Quelques exemples : Don Quichotte, Un tramway nommé Désir, Conversation secrète, Cinema Paradiso, Madame Bovary

LA SATIRE ET L’IRONIE

La satire est une comédie sur les valeurs, les croyances fondamentales d’une société. L’ironie surgit lorsque l’on obtient l’opposé de ce qu’on s’évertue à trouver.

Lorsque toute l’histoire se fonde sur l’ironie, on obtient une dénonciation de la façon dont tourne le monde. C’est le choix du pamphlétaire.
Il existe une certaine confusion voulue dans l’ironie. La confusion qui semble l’accompagner est effectivement dirigée vers le rire du lecteur et de la lectrice. La comédie est ainsi un support efficace de l’ironie.

Ce type de comédie satirique et ironique se manifeste dans un contraste entre un personnage qui pense agir moralement mais dont les conséquences de ses actions et de ses croyances sont définitivement immorales.
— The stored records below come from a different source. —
//! Parser model

use octopus_expr::Bits;

use crate::Expr;

/// Index of a state within its parser.
pub type StateId = usize;

/// A declared register (header fields included) of fixed width.
#[derive(Debug, Clone, PartialEq, Eq)]
pub struct Register {
    pub name: String,
    pub width: u32,
}

/// A register slice written by an assignment; bounds are inclusive with
/// bit `0` least significant.
#[derive(Debug, Clone, PartialEq, Eq)]
pub struct Slice {
    pub register: String,
    pub hi: u32,
    pub lo: u32,
}

impl Slice {
    pub fn width(&self) -> u32 {
        self.hi - self.lo + 1
    }
}

/// One statement of a state's block, executed in order.
#[derive(Debug, Clone, PartialEq, Eq)]
pub enum Statement {
    /// Consume `width(register)` input bits into the register.
    Extract { register: String },
    /// Overwrite a register slice with the value of an expression.
    Assign { lhs: Slice, rhs: Expr },
}

/// One component of a select pattern row.
#[derive(Debug, Clone, PartialEq, Eq)]
pub enum PatternField {
    Exact(Bits),
    Wildcard,
}

/// Where a select arm goes.
#[derive(Debug, Clone, Copy, PartialEq, Eq)]
pub enum Target {
    State(StateId),
    Accept,
    Reject,
}

/// A select arm: a pattern row matched against the scrutinee tuple.
#[derive(Debug, Clone, PartialEq, Eq)]
pub struct Arm {
    pub pattern: Vec<PatternField>,
    pub target: Target,
}

/// Terminal transition of a state.
///
/// Loading canonicalises implicit defaults, so a `Select` always carries
/// an explicit default target.
#[derive(Debug, Clone, PartialEq, Eq)]
pub enum Transition {
    Accept,
    Reject,
    Select {
        scrutinees: Vec<Expr>,
        arms: Vec<Arm>,
        default: Target,
    },
}

/// One parser state: an ordered statement block plus its transition.
#[derive(Debug, Clone, PartialEq, Eq)]
pub struct State {
    name: String,
    statements: Vec<Statement>,
    transition: Transition,
}

impl State {
    pub(crate) fn new(name: String, statements: Vec<Statement>, transition: Transition) -> Self {
        Self {
            name,
            statements,
            transition,
        }
    }

    pub fn name(&self) -> &str {
        &self.name
    }

    pub fn statements(&self) -> &[Statement] {
        &self.statements
    }

    pub fn transition(&self) -> &Transition {
        &self.transition
    }
}

/// A validated parser: registers, states, and the start state.
#[derive(Debug, Clone, PartialEq, Eq)]
pub struct Parser {
    registers: Vec<Register>,
    states: Vec<State>,
    start: StateId,
}

impl Parser {
    pub(crate) fn new(registers: Vec<Register>, states: Vec<State>, start: StateId) -> Self {
        Self {
            registers,
            states,
            start,
        }
    }

    pub fn registers(&self) -> &[Register] {
        &self.registers
    }

    /// Declared width of a register.
    pub fn register_width(&self, name: &str) -> Option<u32> {
        self.registers
            .iter()
            .find(|register| register.name == name)
            .map(|register| register.width)
    }

    pub fn states(&self) -> &[State] {
        &self.states
    }

    pub fn state(&self, id: StateId) -> &State {
        &self.states[id]
    }

    pub fn start(&self) -> StateId {
        self.start
    }

    /// Number of input bits a state's block consumes: the sum of its
    /// extract widths. This is the static per-side leap distance.
    pub fn appetite(&self, id: StateId) -> u32 {
        self.states[id]
            .statements
            .iter()
            .map(|statement| match statement {
                Statement::Extract { register } => self
                    .register_width(register)
                    .expect("validated extract register"),
                Statement::Assign { .. } => 0,
            })
            .sum()
    }

    /// Static successor arms of a state in priority order.
    ///
    /// Each entry is a pattern row and its target; `None` is the default
    /// arm, which matches exactly when no earlier row does. Terminal
    /// states have no successors.
    pub fn successors(&self, id: StateId) -> Vec<(Option<&[PatternField]>, Target)> {
        match &self.states[id].transition {
            Transition::Accept | Transition::Reject => Vec::new(),
            Transition::Select { arms, default, .. } => arms
                .iter()
                .map(|arm| (Some(arm.pattern.as_slice()), arm.target))
                .chain(std::iter::once((None, *default)))
                .collect(),
        }
    }
}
L’ordre des choses dans l’ironie :
  1. Le personnage principal vit dans un système clairement défini. Il est important pour l’histoire que le lieu de l’action traduise précisément ce système.
    Sur ce sujet : LIEU, EPOQUE ET STYLE DE VOTRE MONDE
    Il est nécessaire que les valeurs du système soient parfaitement comprises du lecteur/spectateur.
  2. Le héros croit fortement en ces valeurs. Et il est résolu à s’élever dans l’échelon social. Le désir qu’il poursuit a souvent affaire avec l’ambition ou la romance.
  3. Dans l’ironie, l’opposant croit lui aussi fermement dans le système et ses propres valeurs l’orientent vers le même objectif que le protagoniste.
  4. La réelle compétition qui s’ensuit conduit les personnages à commettre des actions folles et destructrices.
  5. L’ironie ou la satire proviennent de la juxtaposition entre des personnages qui insistent sur le bien-fondé de leurs agissements, poursuivant un but moral qu’ils jugent le meilleur et sur les effets désastreux de ces actions. L’ironie s’appuie sur un jugement erroné.
  6. Orgueil et hypocrisie des deux facettes de l’argument thématique sont exacerbées dans la bataille pour l’objectif commun.
    Que ce soit le protagoniste ou l’antagoniste, l’hypocrisie qu’ils manifestent traduit l’argumentation que l’auteur et l’autrice ont mis en place avec leurs personnages. Il est d’ailleurs important pour le propos de l’auteur que la vanité soit exposée chez le héros ou chez l’héroïne comme chez son opposant.
  7. La révélation de soi que connaîtra le héros et l’héroïne implique habituellement une remise en cause de leur propre système de valeurs.
  8. Cependant, cette révélation sera amoindrie soit par le personnage principal lui-même, soit par un autre personnage. Dans la comédie, le personnage principal ne suit pas un apprentissage. Et généralement, cette révélation à moitié comprise ne lui permet pas vraiment d’atteindre à la complétude de son être.
  9. Le héros prend des décisions qui lui paraissent moralement justes mais qui ne peuvent influer sur la folie ou l’aspect destructeur du monde. Le combat entre le pot de terre et le pot de fer est perdu d’avance.
  10. En fait, l’histoire se termine souvent par un mariage ou assimilé. Cela suggère que le couple formera un microcosme meilleur que la société dans laquelle il s’inscrit. Mais ce microcosme n’aura que peu d’effet sur la société.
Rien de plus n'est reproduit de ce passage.